Time for some craniosacral therapy and somato-emotional release.
Those are two of a variety of therapeutic treatments available at St. Joseph’s, a “wellness spa” in central Pennsylvania that is part of one of the biggest new trends in travel. It’s also part of what is by far the largest new trend in the spa industry.
A wellness spa typically offers all the massages and facials and wraps you’d expect at any day or destination spa, but with an additional array of health services — sometimes mainstream, sometimes alternative and sometimes a bit of both. Although no one has yet definitively described what makes a wellness spa, it’s a little like pornography: You know it when you see it.
Using that loose definition, the International Spa Association identified 310 wellness spas in the United States in 2004; last year, the trade group counted 915. Wellness spas produced $469 million in revenue in 2006 — a leap of more than 340 percent in two years.
And at $155 a night for two on weeknights, including dinner, St. Joseph’s is among the least expensive.
I don’t have the medical expertise to judge whether the treatments accomplished what they’re supposed to, but they sure felt good to body and soul. And if you consider peace and quiet an important component of wellness, I can tell you that spas don’t get a lot more rural than this one.
We turn off a two-lane road to an empty stretch that is about a lane and a half, both sides lined with forest. I get increasingly excited about spending a night at a rural retreat with spa. My mother, in the passenger seat, is not impressed.
Speaking like a true country girl who couldn’t wait to move into town, she complains, “Who’d want to come way back here in the boondocks?”
Me, a transplanted city girl, for one.
We drive through the open iron gates and park in front of a stone and wood building nestled in the woods. The air smells of pine and fireplaces. Inside the spa, sun streams through oversize windows and the smells of jasmine, rosemary and the oils of exotic flowers fill the air.
OPENED ABOUT a year and a half ago, St. Joseph’s is in the pretty much nowhere town of Port Matilda, about a half-hour drive from Pennsylvania State University’s main campus in State College. Many guests come simply for pampering with regular spa treatments, others in search of life transformations.

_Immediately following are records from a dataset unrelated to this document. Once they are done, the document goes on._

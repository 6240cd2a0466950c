//! RISC-V Vector backend: lowers tensor intrinsics onto strip-mined
//! `__riscv_*` intrinsic loops over heap-allocated tensors.
//!
//! Parameters arrive as raw `void*` buffers; the emitted prologue copies
//! them into heap `Tensor` records, the epilogue copies results back. A
//! `main` testbench driver closes each file.

use crate::dtype::{self, DataType, TypeKind};
use crate::emit::{CopyEnds, Emitter, IntrinsicFn, Target, build_module};
use crate::error::Error;
use crate::ir::{Expr, IrModule, PrimFunc, Region, Var};

/// Capacity of the stack scratch used where a vector must spill for
/// scalar math; strip lengths are clamped so the spill stays in bounds
const SPILL_CAPACITY: i64 = 256;

const FENCE: &str = "asm volatile (\"fence ow, ow\" ::: \"memory\");";

/// The RVV target
pub struct Rvv;
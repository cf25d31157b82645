pub mod client;

use std::future::Future;
use reqwest::Url;
use serde_json::Value;
use thiserror::Error;
use shared::protocol::{
    CLIENTS_SEARCH_PATH, DEVICES_SEARCH_PATH, ORGS_PATH, PARAM_MAC, PARAM_TEXT,
};
use crate::config::MistConfig;

pub use client::MistClient;

/// Errors from a single Mist API call
#[derive(Debug, Clone, PartialEq, Eq, Error)]
pub enum ApiError {
    /// Credentials missing or still placeholders; no request was sent
    #[error("{0}")]
    Configuration(String),

    /// Connection, timeout or body read failure
    #[error("Transport error: {0}")]
    Transport(String),

    /// Non-200 response
    #[error("{message}")]
    ApiStatus { status: u16, message: String },

    /// Successful call with a body we cannot use
    #[error("{0}")]
    Format(String),
}

impl ApiError {
    pub fn not_configured() -> Self {
        Self::Configuration("API Token or Org ID is not configured.".to_string())
    }

    pub fn unexpected_format() -> Self {
        Self::Format("API returned an unexpected response format.".to_string())
    }

    /// Build an ApiStatus error, preferring the `detail` field of a JSON body
    pub fn from_status(status: u16, body: &str) -> Self {
        let detail = serde_json::from_str::<Value>(body)
            .ok()
            .and_then(|v| v.get("detail").and_then(Value::as_str).map(str::to_string));

        let message = detail.unwrap_or_else(|| {
            format!(
                "HTTP Code {}. Check API Token, Org ID, or Base URL. Response Body: {}",
                status, body
            )
        });

        Self::ApiStatus { status, message }
    }

    /// Short machine-readable name, used in diagnostics and logs
    pub fn kind(&self) -> &'static str {
        match self {
            Self::Configuration(_) => "configuration",
            Self::Transport(_) => "transport",
            Self::ApiStatus { .. } => "api_status",
            Self::Format(_) => "format",
        }
    }
}

/// Organization-scoped endpoint URLs
#[derive(Debug, Clone)]
pub struct Endpoints {
    base_url: String,
    org_id: String,
}

impl Endpoints {
    pub fn new(config: &MistConfig) -> Result<Self, ApiError> {
        let base_url = config.base_url().to_string();

        let parsed = Url::parse(&base_url).map_err(|e| {
            ApiError::Configuration(format!("Invalid API base URL {}: {}", base_url, e))
        })?;
        if !matches!(parsed.scheme(), "http" | "https") {
            return Err(ApiError::Configuration(format!(
                "Unsupported API base URL scheme: {}",
                parsed.scheme()
            )));
        }

        Ok(Self {
            base_url,
            org_id: config.org_id.trim().to_string(),
        })
    }

    pub fn base_url(&self) -> &str {
        &self.base_url
    }

    pub fn org_id(&self) -> &str {
        &self.org_id
    }

    /// Free-text client search: name, hostname or MAC
    pub fn client_search(&self, text: &str) -> Result<String, ApiError> {
        self.org_search(CLIENTS_SEARCH_PATH, PARAM_TEXT, text)
    }

    /// Device search filtered by MAC
    pub fn device_search(&self, mac: &str) -> Result<String, ApiError> {
        self.org_search(DEVICES_SEARCH_PATH, PARAM_MAC, mac)
    }

    fn org_search(&self, path: &str, param: &str, value: &str) -> Result<String, ApiError> {
        let raw = format!("{}/{}/{}/{}", self.base_url, ORGS_PATH, self.org_id, path);
        Url::parse_with_params(&raw, &[(param, value)])
            .map(|url| url.to_string())
            .map_err(|e| ApiError::Configuration(format!("Invalid API URL {}: {}", raw, e)))
    }
}

/// Read-only access to the Mist API.
///
/// `call` takes a fully built URL (see [`Endpoints`]) and returns the decoded
/// JSON body. Implementations must not retry.
pub trait MistApi: Send + Sync {
    fn endpoints(&self) -> &Endpoints;

    fn call(&self, url: &str) -> impl Future<Output = Result<Value, ApiError>> + Send;
}

#[cfg(test)]
mod tests {
    use super::*;

    fn endpoints() -> Endpoints {
        let config = MistConfig {
            base_url: "https://api.mist.com/api/v1/".to_string(),
            api_token: "secret".to_string(),
            org_id: "org-1".to_string(),
            timeout_secs: 30,
        };
        Endpoints::new(&config).unwrap()
    }

    #[test]
    fn test_client_search_url_encodes_text() {
        let url = endpoints().client_search("Jane's Laptop&x=1").unwrap();
        assert_eq!(
            url,
            "https://api.mist.com/api/v1/orgs/org-1/clients/search?text=Jane%27s+Laptop%26x%3D1"
        );
    }

    #[test]
    fn test_device_search_url() {
        let url = endpoints().device_search("112233445566").unwrap();
        assert_eq!(
            url,
            "https://api.mist.com/api/v1/orgs/org-1/devices/search?mac=112233445566"
        );
    }

    #[test]
    fn test_invalid_base_url_rejected() {
        let config = MistConfig {
            base_url: "not a url".to_string(),
            ..MistConfig::default()
        };
        let err = Endpoints::new(&config).unwrap_err();
        assert_eq!(err.kind(), "configuration");

        let config = MistConfig {
            base_url: "ftp://api.mist.com".to_string(),
            ..MistConfig::default()
        };
        assert!(Endpoints::new(&config).is_err());
    }

    #[test]
    fn test_status_error_uses_detail() {
        let err = ApiError::from_status(403, r#"{"detail": "You do not have permission"}"#);
        assert_eq!(
            err,
            ApiError::ApiStatus {
                status: 403,
                message: "You do not have permission".to_string(),
            }
        );
    }

    #[test]
    fn test_status_error_falls_back_to_body() {
        let err = ApiError::from_status(502, "<html>Bad Gateway</html>");
        let message = err.to_string();

        assert!(message.starts_with("HTTP Code 502."));
        assert!(message.ends_with("Response Body: <html>Bad Gateway</html>"));

        // JSON without a string detail still falls back
        let err = ApiError::from_status(404, r#"{"detail": 42}"#);
        assert!(err.to_string().contains("HTTP Code 404"));
    }
}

Treatments include acupressure and other “healing massages,” exercise and diet programs, and laser treatment to increase range of motion and provide pain relief for ailments such as carpal tunnel syndrome and sports injuries. You can just get a facial, or get treatments said to be good for autism or arthritis.
Set the controls to high on the resistance pool, where you swim in place as the current passes you by, and you can get a 6-mph swim — an Olympic-training-level cardiovascular workout. But if you’re recovering from an injury, the staff will oversee a gentle, rehabilitative workout.
Take a sauna in steam infused with essential oils just because it feels good, or ease your aching back with a readjustment by the on-call chiropractor. If your issues are emotional or spiritual, they have programs for that, too.
I FOUND St. Joseph’s at SpaFinders.com, in the “medical/wellness” listings. This category includes spas whose medical services may be limited to a couple of alternative therapies with an Eastern or New Age bent — for instance, maybe nutritional advice and some relaxation techniques such as yoga. At the other end of the spectrum, your wellness spa vacation could include a huge range of mainstream medical treatments delivered by board-certified doctors, sports therapists and nutritionists, complemented by naturopathic experts trained in Chinese medicine, massage therapists who can both pamper and treat your ailments, and maybe a mental health expert.
Take, for example, Canyon Ranch, which operates resorts in Tucson, Ariz., and Lenox, Mass. Each facility employs seven board-certified physicians, and the company has hired Richard Carmona, who until recently was U.S. surgeon general, as chief executive officer of medical services. Canyon Ranch has state-of-the-art medical equipment, in addition to treatment facilities manned by Chinese herbalists, acupuncturists and other specialists in alternative and preventive care.
A full medical exam can include a bone density scan, a Pap test and a full body scan for measuring lean body mass.
Some procedures, particularly those that are mainstream, such as a Pap test, may be covered by health insurance, but it’s up to you to pay, then fill out the insurance paperwork that might bring some reimbursement.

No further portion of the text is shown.